Site information
- Type: Army

Location
- Coordinates: 15°38′20″N 108°10′37″E﻿ / ﻿15.639°N 108.177°E

Site history
- Built: 1967
- In use: 1967-8
- Battles/wars: Vietnam War

Garrison information
- Occupants: 3rd Brigade, 1st Cavalry Division

= Landing Zone Leslie =

U.S. military base during Vietnam War

Landing Zone Leslie (also known as Firebase Leslie or Hill 138) was a U.S. Army and Army of the Republic of Vietnam (ARVN) base located in the Quế Sơn Valley southwest of Hội An, Quảng Nam Province in central Vietnam.

==History==
The base was located in the Quế Sơn Valley along Route 534, approximately 33 km northwest of Tam Ky.
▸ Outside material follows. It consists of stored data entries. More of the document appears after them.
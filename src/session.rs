//! Multi-turn diagnostic sessions.
//!
//! A [`SessionEngine`] owns one [`ConversationSession`] and serializes
//! queries against it: the session lock is held across the reasoning engine
//! call, so a second caller waits until the first exchange has been
//! recorded. Separate `SessionEngine` values share only the read-only
//! [`KnowledgeBase`] and the engine client.
//!
//! With history enabled, the question and the reply are appended together
//! after a successful call. A failed or timed-out call, or one whose reply is
//! blank, leaves the stored turns exactly as they were.

use std::sync::Arc;
use std::time::Duration;

use tokio::sync::Mutex;
use tracing::{debug, info, warn};

use crate::config::Config;
use crate::context::ContextBuilder;
use crate::engine::ReasoningEngine;
use crate::error::EngineError;
use crate::knowledge::KnowledgeBase;
use crate::models::{DiagnosticResult, Role, Turn};
use crate::parser;
use crate::prompt;

/// Ordered conversation turns of one caller.
#[derive(Debug, Clone, Default)]
pub struct ConversationSession {
    turns: Vec<Turn>,
}

impl ConversationSession {
    pub fn turns(&self) -> &[Turn] {
        &self.turns
    }

    pub fn clear(&mut self) {
        self.turns.clear();
    }

    /// The stored turns plus `next`, trimmed to the last `window` turns and
    /// never starting with an assistant turn.
    fn window_with(&self, next: Turn, window: usize) -> Vec<Turn> {
        let mut all: Vec<Turn> = self.turns.clone();
        all.push(next);
        let mut start = all.len().saturating_sub(window.max(1));
        while start < all.len() - 1 && all[start].role == Role::Assistant {
            start += 1;
        }
        all.split_off(start)
    }

    fn record(&mut self, question: Turn, reply: Turn) {
        self.turns.push(question);
        self.turns.push(reply);
    }
}

pub struct SessionEngine {
    context: ContextBuilder,
    engine: Arc<dyn ReasoningEngine>,
    session: Mutex<ConversationSession>,
    timeout: Duration,
    history_window: usize,
}

impl SessionEngine {
    pub fn new(kb: Arc<KnowledgeBase>, engine: Arc<dyn ReasoningEngine>, config: &Config) -> Self {
        Self {
            context: ContextBuilder::new(kb, &config.context),
            engine,
            session: Mutex::new(ConversationSession::default()),
            timeout: Duration::from_secs(config.engine.timeout_secs),
            history_window: config.session.history_window,
        }
    }

    pub fn knowledge(&self) -> &KnowledgeBase {
        self.context.knowledge()
    }

    /// Answer `question` using the knowledge context and, when
    /// `use_history` is set, the previous turns of this session.
    pub async fn query(
        &self,
        question: &str,
        use_history: bool,
    ) -> Result<DiagnosticResult, EngineError> {
        if question.trim().is_empty() {
            return Err(EngineError::EmptyQuestion);
        }

        let block = self.context.build(question);
        debug!(
            error_codes = block.error_codes.len(),
            parameters = block.parameters.len(),
            components = block.components.len(),
            "built knowledge context"
        );
        let user_turn = Turn::user(prompt::render_message(&block.text, question));

        let mut session = self.session.lock().await;
        let messages = if use_history {
            session.window_with(user_turn.clone(), self.history_window)
        } else {
            vec![user_turn.clone()]
        };

        let call = self.engine.complete(prompt::SYSTEM_PROMPT, &messages);
        let reply = match tokio::time::timeout(self.timeout, call).await {
            Ok(Ok(reply)) => reply,
            Ok(Err(e)) => {
                warn!(error = %e, "reasoning engine call failed");
                return Err(e);
            }
            Err(_) => {
                warn!(timeout_secs = self.timeout.as_secs(), "reasoning engine call timed out");
                return Err(EngineError::Timeout(self.timeout.as_secs()));
            }
        };
        if reply.trim().is_empty() {
            warn!("reasoning engine returned an empty reply");
            return Err(EngineError::EmptyReply);
        }

        if use_history {
            session.record(user_turn, Turn::assistant(reply.clone()));
        }
        let turns = session.turns().len();
        drop(session);

        let result = parser::parse(question, &reply);
        info!(
            model = self.engine.model_name(),
            confidence = %result.confidence_tier(),
            codes = result.codes_referenced().len(),
            history_turns = turns,
            "diagnostic query answered"
        );
        Ok(result)
    }

    /// Drop every stored turn. Safe to call on an empty session.
    pub async fn clear_history(&self) {
        self.session.lock().await.clear();
        debug!("conversation history cleared");
    }

    pub async fn history(&self) -> Vec<Turn> {
        self.session.lock().await.turns().to_vec()
    }

    pub async fn turn_count(&self) -> usize {
        self.session.lock().await.turns().len()
    }
}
The base was occupied by D Company and a platoon from A Company, 2nd Battalion, 12th Cavalry when on the early morning of 3 January 1968 the People's Army of Vietnam (PAVN) 3rd Regiment, 2nd Division attacked four U.S. firebases in the Quế Sơn Valley, launching ground attacks against Leslie and Firebase Ross. At Leslie the PAVN penetrated the base, attacking bunkers with flamethrowers and satchel charges before being pushed out in the afternoon. Losses were 15 U.S and 63 PAVN. The PAVN emplaced heavy machine guns around Leslie and over a nine-day period shot down 7 1st Cavalry helicopters and damaged a further 26.